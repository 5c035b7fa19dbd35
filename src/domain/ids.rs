//! Domain identifier types with proper encapsulation.

use std::fmt;

use serde::Serialize;

/// Game identifier - newtype for type safety.
///
/// The inner String is private to ensure all construction goes through
/// the defined constructors.
#[derive(Debug, Clone, PartialEq, Eq, PartialOrd, Ord, Hash, Serialize)]
pub struct GameId(String);

impl GameId {
    /// Create a new GameId from a string.
    pub fn new(id: impl Into<String>) -> Self {
        Self(id.into())
    }

    /// Get the game ID as a string slice.
    pub fn as_str(&self) -> &str {
        &self.0
    }
}

impl fmt::Display for GameId {
    fn fmt(&self, f: &mut fmt::Formatter<'_>) -> fmt::Result {
        write!(f, "{}", self.0)
    }
}

impl From<String> for GameId {
    fn from(s: String) -> Self {
        Self::new(s)
    }
}

impl From<&str> for GameId {
    fn from(s: &str) -> Self {
        Self::new(s)
    }
}

/// Team identifier - newtype for type safety.
///
/// Identifies a team within the stats source's namespace. Ordered and
/// hashable so it can key the maps built during the join.
#[derive(Debug, Clone, PartialEq, Eq, PartialOrd, Ord, Hash, Serialize)]
pub struct TeamId(String);

impl TeamId {
    /// Create a new TeamId from a string.
    pub fn new(id: impl Into<String>) -> Self {
        Self(id.into())
    }

    /// Get the team ID as a string slice.
    pub fn as_str(&self) -> &str {
        &self.0
    }
}

impl fmt::Display for TeamId {
    fn fmt(&self, f: &mut fmt::Formatter<'_>) -> fmt::Result {
        write!(f, "{}", self.0)
    }
}

impl From<String> for TeamId {
    fn from(s: String) -> Self {
        Self::new(s)
    }
}

impl From<&str> for TeamId {
    fn from(s: &str) -> Self {
        Self::new(s)
    }
}

/// Player identifier - newtype for type safety.
#[derive(Debug, Clone, PartialEq, Eq, PartialOrd, Ord, Hash, Serialize)]
pub struct PlayerId(String);

impl PlayerId {
    /// Create a new PlayerId from a string.
    pub fn new(id: impl Into<String>) -> Self {
        Self(id.into())
    }

    /// Get the player ID as a string slice.
    pub fn as_str(&self) -> &str {
        &self.0
    }
}

impl fmt::Display for PlayerId {
    fn fmt(&self, f: &mut fmt::Formatter<'_>) -> fmt::Result {
        write!(f, "{}", self.0)
    }
}

impl From<String> for PlayerId {
    fn from(s: String) -> Self {
        Self::new(s)
    }
}

impl From<&str> for PlayerId {
    fn from(s: &str) -> Self {
        Self::new(s)
    }
}

#[cfg(test)]
mod tests {
    use super::*;

    #[test]
    fn game_id_new_and_as_str() {
        let id = GameId::new("401584693");
        assert_eq!(id.as_str(), "401584693");
    }

    #[test]
    fn team_id_from_string() {
        let id = TeamId::from("bos".to_string());
        assert_eq!(id.as_str(), "bos");
    }

    #[test]
    fn team_id_display() {
        let id = TeamId::new("nyy");
        assert_eq!(format!("{}", id), "nyy");
    }

    #[test]
    fn player_id_from_str() {
        let id = PlayerId::from("3917376");
        assert_eq!(id.as_str(), "3917376");
    }

    #[test]
    fn ids_order_lexicographically() {
        let a = TeamId::new("atl");
        let b = TeamId::new("bos");
        assert!(a < b);
    }
}
//! Concrete adapters for external services.
//!
//! Each adapter owns its provider's wire format: typed DTOs plus conversion
//! into the domain shapes. Provider quirks never leak past this boundary.

pub mod llm;
pub mod oddsapi;
pub mod statsapi;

- Description of the task: In the records above, collect each line with "Create".

- Response box:
    /// Create a new GameId from a string.
    /// Create a new TeamId from a string.
    /// Create a new PlayerId from a string.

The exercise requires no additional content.